I was called out not too long ago on Twitter for including Libertarians as a category of Conservatives (actually, what @Crommunist said was that Libertarian wasn’t “a good synonym” for Conservatism, but of course I hadn’t actually used it as a synonym.) I didn’t respond at that time or in that medium because the moment had passed and because I’m bad at Twitter.

So I’d like to try to clear up why I think of Libertarians as a kind of Conservative.

In theory, there’s a difference between a Libertarian and what we in the United States call a Conservative. What we call Conservatives are nothing of the sort, but that’s a different conversation altogether.

In theory, at least, a Libertarian is basically a Liberal who doesn’t understand  economics:  They’re all for liberty, equality, and fraternity, but they just don’t know how we’re supposed to pay for all of this.

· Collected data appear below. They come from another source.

use std::collections::BTreeMap;

use practice_core::model::{Answer, CompletedSession, HistoryId, Question, ScoreSummary, Topic};
use sqlx::Row;

use super::SqliteRepository;
use super::mapping::{
    conn, from_json, parse_history_id, parse_kind, parse_level, ser, test_id_from_i64,
    test_id_to_i64, to_json, u32_from_i64,
};
use crate::repository::{HistoryRepository, StorageError};

const SELECT_COLUMNS: &str = r"
    SELECT
        history_id, test_id, test_kind, level, completed_at,
        topic_json, questions_json, answers_json,
        correct, wrong, skipped, total, percentage
    FROM completed_sessions
";

fn map_history_row(row: &sqlx::sqlite::SqliteRow) -> Result<CompletedSession, StorageError> {
    let history_id = parse_history_id(&row.try_get::<String, _>("history_id").map_err(ser)?)?;
    let test_id = test_id_from_i64(row.try_get::<i64, _>("test_id").map_err(ser)?)?;
    let test_kind = parse_kind(&row.try_get::<String, _>("test_kind").map_err(ser)?)?;
    let level = parse_level(&row.try_get::<String, _>("level").map_err(ser)?)?;
    let completed_at = row.try_get("completed_at").map_err(ser)?;

    let topic: Topic = from_json(&row.try_get::<String, _>("topic_json").map_err(ser)?)?;
    let questions: Vec<Question> =
        from_json(&row.try_get::<String, _>("questions_json").map_err(ser)?)?;
    let answers: BTreeMap<usize, Answer> =
        from_json(&row.try_get::<String, _>("answers_json").map_err(ser)?)?;

    let score = ScoreSummary {
        correct: u32_from_i64("correct", row.try_get::<i64, _>("correct").map_err(ser)?)?,
        wrong: u32_from_i64("wrong", row.try_get::<i64, _>("wrong").map_err(ser)?)?,
        skipped: u32_from_i64("skipped", row.try_get::<i64, _>("skipped").map_err(ser)?)?,
        total: u32_from_i64("total", row.try_get::<i64, _>("total").map_err(ser)?)?,
        percentage: u32_from_i64(
            "percentage",
            row.try_get::<i64, _>("percentage").map_err(ser)?,
        )?,
    };

    CompletedSession::from_persisted(
        history_id,
        test_id,
        test_kind,
        completed_at,
        topic,
        questions,
        answers,
        score,
        level,
    )
    .map_err(ser)
}

#[async_trait::async_trait]
impl HistoryRepository for SqliteRepository {
    async fn save_completed_session(&self, record: &CompletedSession) -> Result<(), StorageError> {
        let score = record.score();
        let res = sqlx::query(
            r"
                INSERT INTO completed_sessions (
                    history_id, test_id, test_kind, level, completed_at,
                    topic_json, questions_json, answers_json,
                    correct, wrong, skipped, total, percentage
                )
                VALUES (?1, ?2, ?3, ?4, ?5, ?6, ?7, ?8, ?9, ?10, ?11, ?12, ?13)
                ON CONFLICT(history_id) DO NOTHING
            ",
        )
        .bind(record.history_id().to_string())
        .bind(test_id_to_i64(record.test_id())?)
        .bind(record.test_kind().as_str())
        .bind(record.level().to_string())
        .bind(record.completed_at())
        .bind(to_json(record.topic())?)
        .bind(to_json(&record.questions())?)
        .bind(to_json(record.selected_answers())?)
        .bind(i64::from(score.correct))
        .bind(i64::from(score.wrong))
        .bind(i64::from(score.skipped))
        .bind(i64::from(score.total))
        .bind(i64::from(score.percentage))
        .execute(&self.pool)
        .await
        .map_err(conn)?;

        if res.rows_affected() == 0 {
            return Err(StorageError::Conflict);
        }
        tracing::debug!(history_id = %record.history_id(), "completed session saved");
        Ok(())
    }

    async fn list_completed_sessions(
        &self,
        limit: u32,
    ) -> Result<Vec<CompletedSession>, StorageError> {
        let sql = format!("{SELECT_COLUMNS} ORDER BY completed_at DESC, rowid DESC LIMIT ?1");
        let rows = sqlx::query(&sql)
            .bind(i64::from(limit))
            .fetch_all(&self.pool)
            .await
            .map_err(conn)?;

        rows.iter().map(map_history_row).collect()
    }

    async fn get_completed_session(
        &self,
        id: HistoryId,
    ) -> Result<CompletedSession, StorageError> {
        let sql = format!("{SELECT_COLUMNS} WHERE history_id = ?1");
        let row = sqlx::query(&sql)
            .bind(id.to_string())
            .fetch_optional(&self.pool)
            .await
            .map_err(conn)?
            .ok_or(StorageError::NotFound)?;

        map_history_row(&row)
    }

    async fn delete_completed_session(&self, id: HistoryId) -> Result<bool, StorageError> {
        let res = sqlx::query("DELETE FROM completed_sessions WHERE history_id = ?1")
            .bind(id.to_string())
            .execute(&self.pool)
            .await
            .map_err(conn)?;
        Ok(res.rows_affected() > 0)
    }
}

And there are, so the joke goes, exactly three honest Libertarians out there….somewhere.

In practice, real-world Libertarians are a wing of movement conservatism. Particularly, they’re the wing that seeks to recruit people who aren’t ready to panic at the impending loss of their demographic dominance, who aren’t enthusiastic about freedombombing far away brown people, but for whom a working understanding of the functioning of real-world economies is a bridge too far.

Billing themselves as “fiscally responsible,” they focus on the economic end of the movement conservative message: There’s nothing wrong with the large and growing gap between the rich and poor and in any case, attempts at corrective action by the government are not only ineffective and wasteful but ultimately immoral. In candid moments, they will occasionally admit that they want to dismantle the mass of programs we call “welfare” or the “social safety net:” Social Security, Medicare, Medicaid, TANF, SNAP, and so on.

This fiscal fundamentalism is ultimately incompatible with any quest for equality. Money is power, and where a large money differential exists, there too is a large power differential. In a society as stratified as ours, the poor are also the voiceless, the invisible, and the powerless. And so something must give.

A typical Libertarian’s fiscal dogma is far more unyielding than his social positions, so while Libertarians don’t think the government should be hassling them for smoking pot, they’ll cheerfully vote for the most odious specimen of right-wing social nastiness so long as he promises to balance the budget on the backs of the poor.

Indeed, the now almost universally reviled Tea Party — the party-within-a-party that rides the Republicans like a brain parasite and controls their behavior by perpetually running to the right of whoever the Establishment fields — has its foundations in this pop-political Libertarianism.

So I reiterate that it is in no sense surprising that Libertarian-leaning (and therefore right-leaning) members of the gamer and atheoskeptic blagotubes are using conservative-born anti-woman memes in attacking women.